Do you ever find yourself sitting in school asking, “When am I ever going to need (insert irrelevant school subject) in the real world?”
I know, summer is so close you can practically taste it; so, why am I talking about education? Bear with me, please.
By the time we’re 18, most of us have spent at least 13,000 hours inside a classroom. It’s likely that we’ve felt some of that time was irrelevant or wasteful, to say the least.
In my case, there was a time when my sole purpose for attending school was to maintain my reputation. I worried more about making connections with friends than making connections with lessons, regardless of how it affected my grades. I was driven, but in all of the wrong areas. My family and teachers sighed like broken records with disappointment — emphasizing the potential I had to be great, if only I’d transfer my energy to better, more worthy causes.
Halfway through eighth grade, after begging me for what felt like ages, my parents convinced me to go on a weekend retreat. I shared a room with a group of girls that came from completely different backgrounds, and we had a lot of emotional conversations about where we came from and our personal struggles. For the first time ever, I understood how blessed I was. Then, during my first experience of Adoration, I realized everything I had was because of the sacrifice Jesus made for me.
It was beautiful, like nothing I had ever experienced before. The whole weekend of witness, testimony, prayer, and worship made me realize I had been going about so many things the wrong way. Jesus suffered so I could be free, and what I chose to do with my freedom was not commendable. I knew I had to change.
Come Monday morning, I walked the halls of my school recharged and ready to make the best of the opportunities I had missed. I chose to take advantage of what was left of my education, but that didn’t come without its challenges.
Chasing the “American Dream”
Growing up with immigrant parents, everything was about thriving beyond the opportunities they had. My parents are small business owners, always working long, exhausting shifts to provide the “American Dream” for our family. They’ve sacrificed everything to give me a chance at an education beyond anything they have ever experienced.
But, their hard work came with expectations.
I knew a path had been laid out for me — graduate high school, then graduate college, then become a professional and take over the family business. Anytime I’d think otherwise they’d remind me, “It’s your legacy, mija; we built it for you and your siblings.” I knew that if I let them down, everything they had worked for would be wasted. As a first-generation graduate, I wanted nothing more than to make them proud — no pressure, right? Wrong!
Whether it’s the expectation of society or our families, there will always be a stereotypical idea of success. But, the truth is that success is what you make out of what you can offer.
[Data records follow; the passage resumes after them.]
//! # Speech Engine Contract
//!
//! The rest of the service sees the model only through [`SpeechEngine`]:
//! normalized samples and options in, language plus timed text segments
//! out. The Whisper implementation lives in `model.rs`; tests swap in a
//! deterministic fake.

use crate::error::TranscriptionError;
use serde::{Deserialize, Serialize};
use std::time::Duration;

/// Rate every engine consumes, in Hz.
pub const SAMPLE_RATE: u32 = 16_000;

/// What the model should produce.
#[derive(Debug, Clone, Copy, PartialEq, Eq, Default, Serialize, Deserialize)]
#[serde(rename_all = "lowercase")]
pub enum Task {
    #[default]
    Transcribe,
    /// Translate to English
    Translate,
}

impl std::str::FromStr for Task {
    type Err = String;

    fn from_str(s: &str) -> Result<Self, Self::Err> {
        match s.to_lowercase().as_str() {
            "transcribe" => Ok(Task::Transcribe),
            "translate" => Ok(Task::Translate),
            _ => Err(format!("Unknown task: {}", s)),
        }
    }
}

/// Per-request hints.
#[derive(Debug, Clone, Default, PartialEq, Eq, Serialize, Deserialize)]
pub struct TranscribeOptions {
    /// ISO 639-1 code; `None` lets the engine detect the language
    pub language: Option<String>,
    pub task: Task,
}

impl TranscribeOptions {
    /// Apply client-supplied hints on top of these defaults.
    ///
    /// Blank values and `auto` leave the default in place. Unknown languages
    /// or tasks are a `Validation` error.
    pub fn with_hints(
        mut self,
        language: Option<&str>,
        task: Option<&str>,
    ) -> Result<Self, TranscriptionError> {
        if let Some(code) = language.map(str::trim).filter(|c| !c.is_empty()) {
            let code = code.to_lowercase();
            if code == "auto" {
                self.language = None;
            } else if crate::transcription::model::LANGUAGES.contains(&code.as_str()) {
                self.language = Some(code);
            } else {
                return Err(TranscriptionError::Validation(format!("Unsupported language: {}", code)));
            }
        }
        if let Some(task) = task.map(str::trim).filter(|t| !t.is_empty()) {
            self.task = task.parse().map_err(TranscriptionError::Validation)?;
        }
        Ok(self)
    }
}

/// A stretch of recognized text, in seconds from the start of the input.
#[derive(Debug, Clone, PartialEq, Serialize, Deserialize)]
pub struct Segment {
    pub start: f64,
    pub end: f64,
    pub text: String,
}

/// Raw engine output before timing and text assembly.
#[derive(Debug, Clone, PartialEq)]
pub struct EngineOutput {
    pub language: String,
    pub language_probability: f32,
    pub segments: Vec<Segment>,
}

/// A loaded speech model.
///
/// `transcribe` takes `&mut self`: decoders keep caches between steps, so
/// an engine is never shared without exclusive access. The model manager
/// provides that access.
pub trait SpeechEngine: Send {
    /// `samples` are mono floats in [-1.0, 1.0] at 16 kHz.
    fn transcribe(
        &mut self,
        samples: &[f32],
        options: &TranscribeOptions,
    ) -> Result<EngineOutput, TranscriptionError>;

    /// Human-readable model name for logs.
    fn name(&self) -> String;
}

/// Final result handed to clients and stored on finished jobs.
#[derive(Debug, Clone, PartialEq, Serialize, Deserialize)]
pub struct TranscriptionResult {
    pub text: String,
    pub language: String,
    pub language_probability: f32,
    pub processing_time_seconds: f64,
    #[serde(default, skip_serializing_if = "Option::is_none")]
    pub segments: Option<Vec<Segment>>,
}

impl TranscriptionResult {
    /// Join segment texts and stamp the processing time (millisecond precision).
    pub fn from_output(output: EngineOutput, elapsed: Duration) -> Self {
        let text = output
            .segments
            .iter()
            .map(|segment| segment.text.trim())
            .filter(|text| !text.is_empty())
            .collect::<Vec<_>>()
            .join(" ");

        Self {
            text,
            language: output.language,
            language_probability: output.language_probability.clamp(0.0, 1.0),
            processing_time_seconds: (elapsed.as_secs_f64() * 1000.0).round() / 1000.0,
            segments: Some(output.segments),
        }
    }
}

#[cfg(test)]
pub(crate) mod testing {
    //! Deterministic engine for exercising the pipeline without model weights.

    use super::*;
    use crate::audio::pcm::calculate_rms;
    use std::sync::atomic::{AtomicUsize, Ordering};
    use std::sync::Arc;

    #[derive(Clone, Default)]
    pub struct FakeEngine {
        pub calls: Arc<AtomicUsize>,
        pub max_in_flight: Arc<AtomicUsize>,
        in_flight: Arc<AtomicUsize>,
        delay: Duration,
        fail: bool,
    }

    impl FakeEngine {
        pub fn new() -> Self {
            Self::default()
        }

        pub fn with_delay(delay: Duration) -> Self {
            Self { delay, ..Self::default() }
        }

        pub fn failing() -> Self {
            Self { fail: true, ..Self::default() }
        }
    }

    impl SpeechEngine for FakeEngine {
        fn transcribe(
            &mut self,
            samples: &[f32],
            options: &TranscribeOptions,
        ) -> Result<EngineOutput, TranscriptionError> {
            self.calls.fetch_add(1, Ordering::SeqCst);
            let now = self.in_flight.fetch_add(1, Ordering::SeqCst) + 1;
            self.max_in_flight.fetch_max(now, Ordering::SeqCst);
            if !self.delay.is_zero() {
                std::thread::sleep(self.delay);
            }
            self.in_flight.fetch_sub(1, Ordering::SeqCst);

            if self.fail {
                return Err(TranscriptionError::Inference("fake engine failure".to_string()));
            }

            let quantized: Vec<i16> = samples.iter().map(|s| (s * 32767.0) as i16).collect();
            let segments = if calculate_rms(&quantized) < 0.01 {
                Vec::new()
            } else {
                vec![Segment {
                    start: 0.0,
                    end: samples.len() as f64 / SAMPLE_RATE as f64,
                    text: format!(" speech {} samples ", samples.len()),
                }]
            };

            Ok(EngineOutput {
                language: options.language.clone().unwrap_or_else(|| "en".to_string()),
                language_probability: if options.language.is_some() { 1.0 } else { 0.9 },
                segments,
            })
        }

        fn name(&self) -> String {
            "fake".to_string()
        }
    }
}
It’s your journey — with learning experiences as battle scars and badges of honor to be proud of. No one can take it away from you: not a professor who grades you differently than you thought you deserved, not an acquaintance that judges you without understanding everything you have to balance outside of the classroom, not even a school counselor who makes suggestions that don’t line up with your desires because they “know what’s best for you and your future.”
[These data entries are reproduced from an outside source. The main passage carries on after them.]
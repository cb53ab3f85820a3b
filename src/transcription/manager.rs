//! # Model Manager
//!
//! Owns the single speech engine and is the only way to reach it. Loading
//! happens once, in the background; until it finishes (or if it fails) every
//! transcription request gets an inference error and health reports why.
//!
//! ## Concurrency:
//! The engine sits behind a `Mutex`, which is the execution gate: callers
//! from job workers and streaming sessions queue on the lock and the engine
//! only ever runs one request at a time. The async wrapper moves the
//! blocking call onto tokio's blocking pool so protocol handlers never wait
//! on inference.

use crate::audio::pcm::bytes_to_f32;
use crate::config::ModelsConfig;
use crate::device::{create_device_from_string, DeviceManager};
use crate::error::TranscriptionError;
use crate::transcription::engine::{SpeechEngine, TranscribeOptions, TranscriptionResult, SAMPLE_RATE};
use crate::transcription::model::{ModelSize, WhisperEngine};
use serde::Serialize;
use std::sync::{Arc, Mutex, MutexGuard, RwLock};
use std::time::Instant;
use tokio::task::JoinHandle;
use tracing::{debug, error, info, warn};

#[derive(Debug, Clone, PartialEq, Eq)]
pub enum EngineStatus {
    Loading,
    Ready,
    Failed(String),
}

/// Side-effect-free readiness snapshot.
#[derive(Debug, Clone, PartialEq, Eq, Serialize)]
pub struct EngineHealth {
    pub loaded: bool,
    pub status: &'static str,
    pub device: String,
    pub model_size: String,
    #[serde(skip_serializing_if = "Option::is_none")]
    pub error: Option<String>,
}

pub struct ModelManager {
    engine: Mutex<Option<Box<dyn SpeechEngine>>>,
    status: RwLock<EngineStatus>,
    model_size: String,
    device: RwLock<String>,
}

impl ModelManager {
    /// A manager with no engine yet; `device` is the configured preference
    /// until the engine reports where it actually landed.
    pub fn new(model_size: impl Into<String>, device: impl Into<String>) -> Self {
        Self {
            engine: Mutex::new(None),
            status: RwLock::new(EngineStatus::Loading),
            model_size: model_size.into(),
            device: RwLock::new(device.into()),
        }
    }

    /// Make `engine` the one all requests run on.
    pub fn install(&self, engine: Box<dyn SpeechEngine>, device: impl Into<String>) {
        info!(engine = %engine.name(), "speech engine ready");
        *self.lock_engine() = Some(engine);
        *self.device.write().unwrap_or_else(|e| e.into_inner()) = device.into();
        *self.status.write().unwrap_or_else(|e| e.into_inner()) = EngineStatus::Ready;
    }

    /// Record a load failure. The process keeps serving; health reports it.
    pub fn mark_failed(&self, reason: impl Into<String>) {
        let reason = reason.into();
        error!(%reason, "speech engine failed to load");
        *self.status.write().unwrap_or_else(|e| e.into_inner()) = EngineStatus::Failed(reason);
    }

    pub fn status(&self) -> EngineStatus {
        self.status.read().unwrap_or_else(|e| e.into_inner()).clone()
    }

    pub fn is_ready(&self) -> bool {
        self.status() == EngineStatus::Ready
    }

    pub fn health(&self) -> EngineHealth {
        let status = self.status();
        let (label, error) = match &status {
            EngineStatus::Loading => ("loading", None),
            EngineStatus::Ready => ("ready", None),
            EngineStatus::Failed(reason) => ("failed", Some(reason.clone())),
        };
        EngineHealth {
            loaded: status == EngineStatus::Ready,
            status: label,
            device: self.device.read().unwrap_or_else(|e| e.into_inner()).clone(),
            model_size: self.model_size.clone(),
            error,
        }
    }

    /// Transcribe 16-bit mono PCM. Blocks until the engine is free and done.
    ///
    /// ## Errors:
    /// `Inference` for odd-length or empty input, an engine that is not
    /// loaded, or an engine fault.
    pub fn transcribe(
        &self,
        pcm: &[u8],
        options: &TranscribeOptions,
    ) -> Result<TranscriptionResult, TranscriptionError> {
        let samples = bytes_to_f32(pcm).map_err(TranscriptionError::Inference)?;
        if samples.is_empty() {
            return Err(TranscriptionError::Inference("audio is empty".to_string()));
        }

        let mut guard = self.lock_engine();
        let engine = guard.as_mut().ok_or_else(|| self.not_ready())?;

        let started = Instant::now();
        let output = engine.transcribe(&samples, options)?;
        drop(guard);

        let result = TranscriptionResult::from_output(output, started.elapsed());
        debug!(
            audio_secs = samples.len() as f64 / SAMPLE_RATE as f64,
            processing_secs = result.processing_time_seconds,
            language = %result.language,
            "transcription finished"
        );
        Ok(result)
    }

    /// Non-blocking wrapper: runs [`transcribe`](Self::transcribe) on the
    /// blocking thread pool.
    pub async fn transcribe_async(
        self: &Arc<Self>,
        pcm: Vec<u8>,
        options: TranscribeOptions,
    ) -> Result<TranscriptionResult, TranscriptionError> {
        let manager = Arc::clone(self);
        tokio::task::spawn_blocking(move || manager.transcribe(&pcm, &options))
            .await
            .map_err(|e| TranscriptionError::Inference(format!("transcription task failed: {}", e)))?
    }

    /// Load the configured Whisper model in the background.
    pub fn spawn_load(self: &Arc<Self>, models: &ModelsConfig) -> JoinHandle<()> {
        let manager = Arc::clone(self);
        let size = models.whisper_model.clone();
        let device_pref = models.device.clone();

        tokio::spawn(async move {
            let size = match size.parse::<ModelSize>() {
                Ok(size) => size,
                Err(e) => {
                    manager.mark_failed(TranscriptionError::EngineLoad(e.to_string()).to_string());
                    return;
                }
            };

            let device = create_device_from_string(&device_pref);
            let label = DeviceManager::label(&device);
            match WhisperEngine::load(size, device).await {
                Ok(engine) => manager.install(Box::new(engine), label),
                Err(e) => {
                    manager.mark_failed(TranscriptionError::EngineLoad(e.to_string()).to_string())
                }
            }
        })
    }

    fn not_ready(&self) -> TranscriptionError {
        match self.status() {
            EngineStatus::Failed(reason) => {
                TranscriptionError::Inference(format!("model failed to load: {}", reason))
            }
            _ => TranscriptionError::Inference("model is not loaded yet".to_string()),
        }
    }

    fn lock_engine(&self) -> MutexGuard<'_, Option<Box<dyn SpeechEngine>>> {
        self.engine.lock().unwrap_or_else(|poisoned| {
            warn!("engine lock poisoned by a panicked request, continuing");
            poisoned.into_inner()
        })
    }
}
use crate::error::AppError;
use config::{Config as Cfg, File};
use serde::Deserialize;

/// Listener settings shared by every service.
#[derive(Debug, Deserialize, Clone)]
pub struct Config {
    #[serde(default = "default_host")]
    pub host: String,
    #[serde(default = "default_port")]
    pub port: u16,
}

fn default_host() -> String {
    "0.0.0.0".to_string()
}

fn default_port() -> u16 {
    8080
}

impl Config {
    /// Load from an optional `configuration` file overlaid with `APP__*` env vars.
    pub fn load() -> Result<Self, AppError> {
        dotenvy::dotenv().ok();

        let config = Cfg::builder()
            .add_source(File::with_name("configuration").required(false))
            .add_source(config::Environment::with_prefix("APP").separator("__"))
            .build()?;

        Ok(config.try_deserialize()?)
    }

    pub fn address(&self) -> String {
        format!("{}:{}", self.host, self.port)
    }
}
//! HTTP handlers for the proxy endpoint.

pub mod generate;
pub mod health;

pub use generate::{generate, process_generate};
pub use health::{generate_health, health_check};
While others may have a plan for you, and you might even have a plan for yourself, nothing compares to the plan God has for you. Regardless of what you’ve heard, there is no perfect “American Dream”; but if you dream of using your best attributes to fulfill the mission God has for you, that within itself is perfect.
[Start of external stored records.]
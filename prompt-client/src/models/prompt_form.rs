//! State behind the prompt form.
//!
//! At most one of `response`/`error` is shown at a time, and a new
//! submission is refused while one is outstanding.

use crate::services::{ClientError, GenerateClient};

#[derive(Debug, Clone, Default, PartialEq, Eq)]
pub struct PromptForm {
    pub prompt: String,
    pub model: String,
    pub response: Option<String>,
    pub error: Option<String>,
    pub loading: bool,
}

/// What gets sent for one accepted submission.
#[derive(Debug, Clone, PartialEq, Eq)]
pub struct Submission {
    pub prompt: String,
    pub model: String,
}

impl PromptForm {
    pub fn new(model: impl Into<String>) -> Self {
        Self {
            model: model.into(),
            ..Self::default()
        }
    }

    pub fn with_prompt(mut self, prompt: impl Into<String>) -> Self {
        self.prompt = prompt.into();
        self
    }

    /// The submit control is enabled only for a non-blank prompt with
    /// nothing pending.
    pub fn can_submit(&self) -> bool {
        !self.loading && !self.prompt.trim().is_empty()
    }

    /// Start a submission: clears the previous outcome and marks pending.
    /// Returns `None` (and changes nothing) when submitting is disabled.
    pub fn begin_submit(&mut self) -> Option<Submission> {
        if !self.can_submit() {
            return None;
        }

        self.error = None;
        self.response = None;
        self.loading = true;

        Some(Submission {
            prompt: self.prompt.clone(),
            model: self.model.clone(),
        })
    }

    /// Record the outcome of the outstanding submission and clear pending.
    pub fn settle(&mut self, outcome: Result<String, ClientError>) {
        self.apply(outcome);
        self.loading = false;
    }

    fn apply(&mut self, outcome: Result<String, ClientError>) {
        match outcome {
            Ok(text) => {
                self.response = Some(text);
                self.error = None;
            }
            Err(err) => {
                self.response = None;
                self.error = Some(err.to_string());
            }
        }
    }

    /// Submit through `client`. A no-op when [`Self::can_submit`] is false.
    ///
    /// Pending is cleared on every exit, including when this future is
    /// dropped before the reply arrives.
    pub async fn submit(&mut self, client: &dyn GenerateClient) {
        let Some(submission) = self.begin_submit() else {
            return;
        };

        let mut pending = PendingGuard { form: self };
        let outcome = client
            .generate(&submission.prompt, &submission.model)
            .await;
        pending.form.apply(outcome);
    }
}

struct PendingGuard<'a> {
    form: &'a mut PromptForm,
}

impl Drop for PendingGuard<'_> {
    fn drop(&mut self) {
        self.form.loading = false;
    }
}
Dream to Mission, Mission to Reality
So, where does education fit into all of this? It starts by acknowledging what it can do for you. School isn’t just a place where you go to learn about several subject matters. It’s a place of discernment — it’s where you discover your best attributes and learn to make use of them, for once those attributes are discovered, you can truly embrace the mission God has for you.
There is a beautiful parable about talents in Matthew 25:14-30. In the parable, God gives talents to three servants. One hid his talent to preserve it. The other two invested their talents and were given more because they were faithful and fruitful with them. In the end, the talent was taken away from the servant who hid it and was given to the others because God knew they would make better use of it. If you embrace your gifts, they will be multiplied. That is why it is important to be ambitious and make good use of the talents God has given you.
Summer is a good time to discern your talents, so try asking God how school can help you develop them further; and as you make the decision to serve and begin to take action, consider building a foundation of resources. Although my retreat was transformative, I can’t always go on one every time I need a reboot or am figuring out which direction to go next. We need additional resources to help us along the way. For me, it was a spiritual director. You can find one as well, or you can get involved in your local youth group or active parish ministries, dive into Scripture, or find a friend to hold you accountable to your goals for the next school year — or all of the above! Whatever you decide, use this summer to lay down the foundation for a purposeful school year in the fall.
Beyond the First Step
Acknowledging the purpose of education is only the first step. Action must follow, which allows us to be servers in our homes, parishes, and community. God wants us to multiply and share our gifts beyond our goals and dreams — He needs us to be disciples in the world.
We need Christian leaders in our professional world just as much as in our parish. We need peacemakers in our classrooms, at our jobs, on athletic teams, and in our community. We need good Samaritan examples in politics and pop culture. Our purpose is to become holy individuals who make the world a better place — and education is an invaluable tool in making that possible.
How will you use this summer to make more of your educational experience next year?